Thyroid hormone resistance: Generalized thyroid hormone resistance is a syndrome characterized by reduced responsiveness to elevated levels of thyroid hormone. The resistance to thyroid hormone action is associated with elevated circulating levels of free thyroxine and free triiodothyronine, elevated serum thyroid stimulating hormone, and intact thyroid stimulating hormone responsiveness to thyroid releasing hormone.

Clinical features include short height, hyporeactivity, attention deficits with mental deficiency or learning disability, and the goiter. Patients are euthyroid or hypothyroid.

HYPOTHYROIDISM

Hypothyroidism results from abnormalities that lead to insufficient synthesis of thyroid hormone. Hypothyroidism dating from birth and resulting in developmental abnormalities is termed cretinism.

The term myxedema designates severe hypothyroidism in which there is accumulation of hydrophylic mucopolysaccharides in the dermis and other tissues, leading to thikening of the facial features and doughy induration of the skin.

Etiology and pathogenesis

In thyroprivic hypothyroidism, loss of thyroid tissue leads to inadequate synthesis of thyroid hormone, despite maximum stimulation of any thyroid remnant by thyroid stimulating hormone.

The most common causes are surgical or radioiodine ablation of the thyroid gland for the treatment of Graves’ disease, a primary idiopathic disorder, autoimmunity (autoimmune thyroiditis)which associated with circulating cytotoxic antithyroid antibodies or, in some cases, antibodies that block the thyroid stimulating hormone receptor, toxic blockade of iodine uptake and tyrosine compounds

Inability to synthesize enough thyroid hormone leads to hypersecretion of thyroid stimulating hormone and hence goiter and hypothyroidism.

Hashimoto's thyroiditis

Hashimoto thyroiditis is the most common cause of hypothyroidism and it is characterized by gradual thyroid failure. This disorder is more common in women than in men.

Hashimoto's thyroiditis is caused primarily by a defect of T cells and this disorder has several pathophysiologic autoimmune mechanisms. T cells activated by thyroid antigens interact with B cells and stimulate the secretion of antithyroid antibodies.

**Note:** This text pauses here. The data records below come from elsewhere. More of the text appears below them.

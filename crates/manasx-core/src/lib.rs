//! # manasx-core
//!
//! Foundation crate for the ManasX governance engine.
//! Defines the shared data model, errors, config, events, tracing, and constants.
//! Every other crate in the workspace depends on this.

pub mod config;
pub mod constants;
pub mod errors;
pub mod events;
pub mod tracing;
pub mod types;

// Re-export the most commonly used types at the crate root.
pub use config::ManasxConfig;
pub use errors::error_code::ManasxErrorCode;
pub use events::dispatcher::EventDispatcher;
pub use events::handler::ManasxEventHandler;
pub use types::collections::{FxHashMap, FxHashSet};
pub use types::severity::Severity;
pub use types::violation::Violation;
//! PatternLearner: walk, observe in parallel, merge in walk order, consolidate.

use std::path::Path;
use std::sync::Arc;
use std::time::Instant;

use chrono::Utc;
use manasx_core::errors::{ProfileError, ScanError};
use manasx_core::types::profile::{PatternProfile, RawCounts};
use rayon::prelude::*;

use super::consolidate::consolidate;
use super::observe::observe_file;
use super::types::{LearnOptions, LearnReport};
use crate::scanner::{relative_path, walk};
use crate::tokenizer::{LexicalTokenizer, RegexTokenizer};

/// Learns a `PatternProfile` from a source tree.
pub struct PatternLearner {
    tokenizer: Arc<dyn LexicalTokenizer>,
}

impl Default for PatternLearner {
    fn default() -> Self {
        Self::new()
    }
}

impl PatternLearner {
    pub fn new() -> Self {
        Self::with_tokenizer(Arc::new(RegexTokenizer))
    }

    pub fn with_tokenizer(tokenizer: Arc<dyn LexicalTokenizer>) -> Self {
        Self { tokenizer }
    }

    /// Run one learning pass over `directory`.
    ///
    /// Unreadable files and unlistable subdirectories are skipped with a
    /// warning. Only a root that is not a readable directory is an error.
    pub fn learn(
        &self,
        directory: &Path,
        options: &LearnOptions,
    ) -> Result<(PatternProfile, LearnReport), ScanError> {
        let start = Instant::now();
        let outcome = walk(directory, &options.walk_options())?;

        // par_iter + collect keeps walk order, so merged tallies stay deterministic.
        let observations: Vec<Option<RawCounts>> = outcome
            .files
            .par_iter()
            .map(|path| {
                let bytes = match std::fs::read(path) {
                    Ok(b) => b,
                    Err(e) => {
                        tracing::warn!(file = %path.display(), error = %e, "skipping unreadable file");
                        return None;
                    }
                };
                let content = String::from_utf8_lossy(&bytes);
                let rel = relative_path(directory, path);
                Some(observe_file(&rel, &content, self.tokenizer.as_ref()))
            })
            .collect();

        let mut raw = RawCounts::default();
        let mut files_skipped = 0;
        for observation in observations {
            match observation {
                Some(counts) => raw.merge(&counts),
                None => files_skipped += 1,
            }
        }

        let report = LearnReport {
            files_analyzed: raw.files_analyzed,
            files_skipped,
            dirs_skipped: outcome.skipped_dirs.len(),
            truncated: outcome.truncated,
            duration_ms: start.elapsed().as_millis() as u64,
        };
        let profile = consolidate(raw, Utc::now());

        tracing::info!(
            root = %directory.display(),
            files_analyzed = report.files_analyzed,
            files_skipped = report.files_skipped,
            dirs_skipped = report.dirs_skipped,
            truncated = report.truncated,
            confidence = %profile.confidence,
            "pattern learning complete"
        );
        Ok((profile, report))
    }

    /// Persist a profile as JSON.
    pub fn save(profile: &PatternProfile, path: &Path) -> Result<(), ProfileError> {
        profile.save(path)?;
        tracing::info!(path = %path.display(), "pattern profile saved");
        Ok(())
    }
}
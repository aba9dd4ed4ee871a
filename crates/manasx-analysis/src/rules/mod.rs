//! Rule engine: versioned rule configuration, a registry of evaluators,
//! exceptions and inline suppression.

pub mod config;
pub mod defaults;
pub mod engine;
pub mod evaluators;
pub mod exceptions;
pub mod registry;
pub mod suppression;
pub mod types;

pub use config::{RuleConfig, RuleConfigSummary};
pub use engine::RuleEngine;
pub use exceptions::ExceptionSet;
pub use registry::RuleRegistry;
pub use suppression::SuppressionChecker;
pub use types::{Rule, RuleContext, RuleEvaluator};
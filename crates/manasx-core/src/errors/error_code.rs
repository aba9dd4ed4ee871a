//! ManasxErrorCode trait for the query surface.

/// Every error enum implements this to provide a stable error code string
/// for external tool integrations.
pub trait ManasxErrorCode {
    /// Returns the error code string (e.g., "CONFIG_ERROR").
    fn error_code(&self) -> &'static str;

    /// Returns the formatted error string: `[ERROR_CODE] message`.
    fn tool_string(&self) -> String
    where
        Self: std::fmt::Display,
    {
        format!("[{}] {}", self.error_code(), self)
    }
}

pub const CONFIG_ERROR: &str = "CONFIG_ERROR";
pub const SCAN_ERROR: &str = "SCAN_ERROR";
pub const PROFILE_ERROR: &str = "PROFILE_ERROR";
pub const RULE_ERROR: &str = "RULE_ERROR";
pub const CLASSIFIER_UNAVAILABLE: &str = "CLASSIFIER_UNAVAILABLE";
pub const CLASSIFIER_INVALID_RESPONSE: &str = "CLASSIFIER_INVALID_RESPONSE";
pub const CLASSIFIER_TIMEOUT: &str = "CLASSIFIER_TIMEOUT";
pub const LOG_ERROR: &str = "LOG_ERROR";
pub const STARTUP_ERROR: &str = "STARTUP_ERROR";
pub const MONITOR_STOPPED: &str = "MONITOR_STOPPED";
pub const INVALID_TOOL_CALL: &str = "INVALID_TOOL_CALL";
pub const STAGE_FAILED: &str = "STAGE_FAILED";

The latter may activate antibody-dependent cytotoxicty mechanisms. Almost all patients with Hashimoto's thyroiditis have antibodies to both thyroglobulin or thyroid peroxidase. Some patients have antibodies against receptors of the thyroid-stimulating hormone that block the action of thyroid-stimulating hormone.

Goiter

The term goiter is defined as thyroid enlargement caused by compensatory hyperplasia and hypertrophy of the follicular epithelium in response to thyroid hormone deficiency. Epidemiologically, goiter occurs in 2 forms: endemic, and non-endemic or sporadic. Prevalence of goiter in a geographic area in more than 10% of the population is termed endemic goiter. Though most endemic goiter are caused by dietary lack of iodine, some cases occur due to goiterogens and genetic factors. Goiterogens are substances, which interfere with the synthesis of thyroid hormones. These substances are drugs used in the treatment of hyperthyroidism and certain items of food such as cabbage, cauliflower, turnips and cassava roots. The etiology of sporadic goitre is unknown. Deficient thyroid hormone production causes excessive TSH stimulation, which leads to hyperplasia of follicular epithelium as well as formation of new thyroid follicles.